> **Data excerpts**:
++++++++++++++++++++
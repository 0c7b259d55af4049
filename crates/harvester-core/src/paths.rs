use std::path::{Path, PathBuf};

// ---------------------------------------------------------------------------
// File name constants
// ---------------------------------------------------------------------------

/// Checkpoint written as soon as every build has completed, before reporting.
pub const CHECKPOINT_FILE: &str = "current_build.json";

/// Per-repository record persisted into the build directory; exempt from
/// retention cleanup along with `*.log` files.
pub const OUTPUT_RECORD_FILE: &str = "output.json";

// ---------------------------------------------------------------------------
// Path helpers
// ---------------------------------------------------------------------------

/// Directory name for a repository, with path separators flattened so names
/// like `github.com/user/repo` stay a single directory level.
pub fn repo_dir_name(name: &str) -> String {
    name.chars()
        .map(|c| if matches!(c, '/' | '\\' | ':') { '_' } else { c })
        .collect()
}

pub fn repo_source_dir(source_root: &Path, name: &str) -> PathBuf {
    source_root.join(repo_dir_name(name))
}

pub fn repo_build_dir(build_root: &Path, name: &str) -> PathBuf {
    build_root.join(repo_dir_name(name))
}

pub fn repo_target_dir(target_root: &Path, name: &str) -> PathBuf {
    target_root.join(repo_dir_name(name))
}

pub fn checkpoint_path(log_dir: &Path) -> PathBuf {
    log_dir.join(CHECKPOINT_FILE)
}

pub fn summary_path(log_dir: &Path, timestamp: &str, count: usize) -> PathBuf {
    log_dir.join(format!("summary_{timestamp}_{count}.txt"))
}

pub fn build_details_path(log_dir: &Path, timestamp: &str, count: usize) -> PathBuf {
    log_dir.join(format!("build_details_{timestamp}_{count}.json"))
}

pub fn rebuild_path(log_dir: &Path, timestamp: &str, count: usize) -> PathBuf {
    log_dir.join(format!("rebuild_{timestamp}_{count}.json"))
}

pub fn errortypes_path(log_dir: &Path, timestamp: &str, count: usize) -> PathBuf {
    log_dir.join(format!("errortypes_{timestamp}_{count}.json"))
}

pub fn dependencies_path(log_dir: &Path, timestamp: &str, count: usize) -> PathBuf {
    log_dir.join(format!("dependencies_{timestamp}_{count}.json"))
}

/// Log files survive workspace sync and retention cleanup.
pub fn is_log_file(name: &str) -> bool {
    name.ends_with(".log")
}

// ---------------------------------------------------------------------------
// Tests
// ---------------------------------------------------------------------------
++++++++++++++++++++
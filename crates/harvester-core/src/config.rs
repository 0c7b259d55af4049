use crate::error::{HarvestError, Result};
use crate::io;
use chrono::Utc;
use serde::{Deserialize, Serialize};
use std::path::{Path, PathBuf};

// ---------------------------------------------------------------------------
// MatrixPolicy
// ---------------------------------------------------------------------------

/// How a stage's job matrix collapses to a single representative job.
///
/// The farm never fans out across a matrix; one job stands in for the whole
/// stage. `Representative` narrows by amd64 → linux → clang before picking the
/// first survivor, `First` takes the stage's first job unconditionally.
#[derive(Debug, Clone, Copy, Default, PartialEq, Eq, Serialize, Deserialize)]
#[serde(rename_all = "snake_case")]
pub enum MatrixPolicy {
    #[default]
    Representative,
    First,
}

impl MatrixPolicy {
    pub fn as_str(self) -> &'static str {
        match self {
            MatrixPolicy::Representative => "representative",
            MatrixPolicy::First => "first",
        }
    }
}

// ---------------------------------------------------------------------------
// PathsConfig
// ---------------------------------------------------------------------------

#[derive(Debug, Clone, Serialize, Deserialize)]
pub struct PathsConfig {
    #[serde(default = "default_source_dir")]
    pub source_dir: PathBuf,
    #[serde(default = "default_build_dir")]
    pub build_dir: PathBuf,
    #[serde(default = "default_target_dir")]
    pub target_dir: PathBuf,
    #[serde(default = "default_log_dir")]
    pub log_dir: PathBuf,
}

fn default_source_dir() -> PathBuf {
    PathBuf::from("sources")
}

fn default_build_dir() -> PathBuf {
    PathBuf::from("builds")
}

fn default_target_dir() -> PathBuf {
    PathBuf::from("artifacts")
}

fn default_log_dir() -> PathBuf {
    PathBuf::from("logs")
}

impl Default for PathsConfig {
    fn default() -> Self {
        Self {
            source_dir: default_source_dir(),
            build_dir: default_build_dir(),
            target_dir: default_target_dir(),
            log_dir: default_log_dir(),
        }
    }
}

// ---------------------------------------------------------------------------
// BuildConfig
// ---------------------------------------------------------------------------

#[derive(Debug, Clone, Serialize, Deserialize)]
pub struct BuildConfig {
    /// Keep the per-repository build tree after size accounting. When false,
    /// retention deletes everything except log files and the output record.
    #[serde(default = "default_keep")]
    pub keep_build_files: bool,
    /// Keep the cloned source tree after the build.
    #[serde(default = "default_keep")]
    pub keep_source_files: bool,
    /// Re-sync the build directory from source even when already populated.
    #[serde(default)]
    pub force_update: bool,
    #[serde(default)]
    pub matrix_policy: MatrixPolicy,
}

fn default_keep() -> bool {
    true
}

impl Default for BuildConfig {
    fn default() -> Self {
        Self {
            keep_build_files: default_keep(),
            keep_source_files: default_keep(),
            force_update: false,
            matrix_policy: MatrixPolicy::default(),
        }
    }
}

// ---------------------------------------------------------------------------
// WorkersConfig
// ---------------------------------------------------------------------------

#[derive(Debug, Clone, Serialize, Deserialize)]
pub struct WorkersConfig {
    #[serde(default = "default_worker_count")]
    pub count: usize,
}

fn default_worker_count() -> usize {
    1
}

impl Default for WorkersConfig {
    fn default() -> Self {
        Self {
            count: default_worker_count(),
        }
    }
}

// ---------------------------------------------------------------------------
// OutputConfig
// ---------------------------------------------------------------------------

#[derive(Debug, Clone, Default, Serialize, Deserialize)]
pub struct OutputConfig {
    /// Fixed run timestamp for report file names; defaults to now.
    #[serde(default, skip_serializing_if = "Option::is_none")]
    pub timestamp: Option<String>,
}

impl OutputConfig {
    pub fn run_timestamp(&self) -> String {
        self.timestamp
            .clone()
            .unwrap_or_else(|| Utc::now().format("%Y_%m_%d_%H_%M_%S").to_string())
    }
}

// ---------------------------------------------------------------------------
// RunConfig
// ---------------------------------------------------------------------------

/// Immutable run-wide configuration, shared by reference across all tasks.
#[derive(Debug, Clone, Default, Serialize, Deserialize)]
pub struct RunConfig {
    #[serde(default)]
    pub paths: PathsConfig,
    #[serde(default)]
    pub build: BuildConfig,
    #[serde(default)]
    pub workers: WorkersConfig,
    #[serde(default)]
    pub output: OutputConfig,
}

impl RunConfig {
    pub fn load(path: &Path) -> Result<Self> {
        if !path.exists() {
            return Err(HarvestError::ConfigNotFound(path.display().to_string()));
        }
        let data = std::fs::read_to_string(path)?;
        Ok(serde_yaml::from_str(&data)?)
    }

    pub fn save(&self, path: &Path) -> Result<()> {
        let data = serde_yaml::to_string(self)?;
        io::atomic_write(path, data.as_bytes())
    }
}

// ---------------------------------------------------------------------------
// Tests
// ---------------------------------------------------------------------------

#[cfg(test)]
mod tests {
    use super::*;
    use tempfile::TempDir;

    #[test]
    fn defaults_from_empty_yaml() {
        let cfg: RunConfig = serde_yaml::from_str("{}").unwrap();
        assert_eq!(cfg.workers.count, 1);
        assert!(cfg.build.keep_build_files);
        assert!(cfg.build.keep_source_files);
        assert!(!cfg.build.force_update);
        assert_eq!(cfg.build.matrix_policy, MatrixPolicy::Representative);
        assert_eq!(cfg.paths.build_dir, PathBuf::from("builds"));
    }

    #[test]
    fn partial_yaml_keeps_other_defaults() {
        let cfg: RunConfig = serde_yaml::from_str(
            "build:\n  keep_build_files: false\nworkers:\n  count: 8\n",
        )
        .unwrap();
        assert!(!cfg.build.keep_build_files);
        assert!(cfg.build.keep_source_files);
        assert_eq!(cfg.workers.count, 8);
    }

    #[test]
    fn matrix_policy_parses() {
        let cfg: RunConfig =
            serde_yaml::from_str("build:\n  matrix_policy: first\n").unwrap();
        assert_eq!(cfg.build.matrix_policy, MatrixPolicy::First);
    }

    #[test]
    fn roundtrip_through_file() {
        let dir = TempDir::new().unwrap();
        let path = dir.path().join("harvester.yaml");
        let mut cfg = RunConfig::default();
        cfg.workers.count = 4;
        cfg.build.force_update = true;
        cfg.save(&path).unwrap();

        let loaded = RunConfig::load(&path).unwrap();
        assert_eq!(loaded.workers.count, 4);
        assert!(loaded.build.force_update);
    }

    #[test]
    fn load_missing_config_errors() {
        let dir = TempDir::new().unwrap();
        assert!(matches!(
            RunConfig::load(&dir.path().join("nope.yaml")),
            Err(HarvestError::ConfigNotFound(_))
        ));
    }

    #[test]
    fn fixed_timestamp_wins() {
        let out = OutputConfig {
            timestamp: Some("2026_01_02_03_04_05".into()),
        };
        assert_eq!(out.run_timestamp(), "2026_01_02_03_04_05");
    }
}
++++++++++++++++++++
> **Exercise requirements**: Search the entries above for the string "usize". Copy each line in which it appears.

> **Result**:
pub fn summary_path(log_dir: &Path, timestamp: &str, count: usize) -> PathBuf {
pub fn build_details_path(log_dir: &Path, timestamp: &str, count: usize) -> PathBuf {
pub fn rebuild_path(log_dir: &Path, timestamp: &str, count: usize) -> PathBuf {
pub fn errortypes_path(log_dir: &Path, timestamp: &str, count: usize) -> PathBuf {
pub fn dependencies_path(log_dir: &Path, timestamp: &str, count: usize) -> PathBuf {
    pub count: usize,
fn default_worker_count() -> usize {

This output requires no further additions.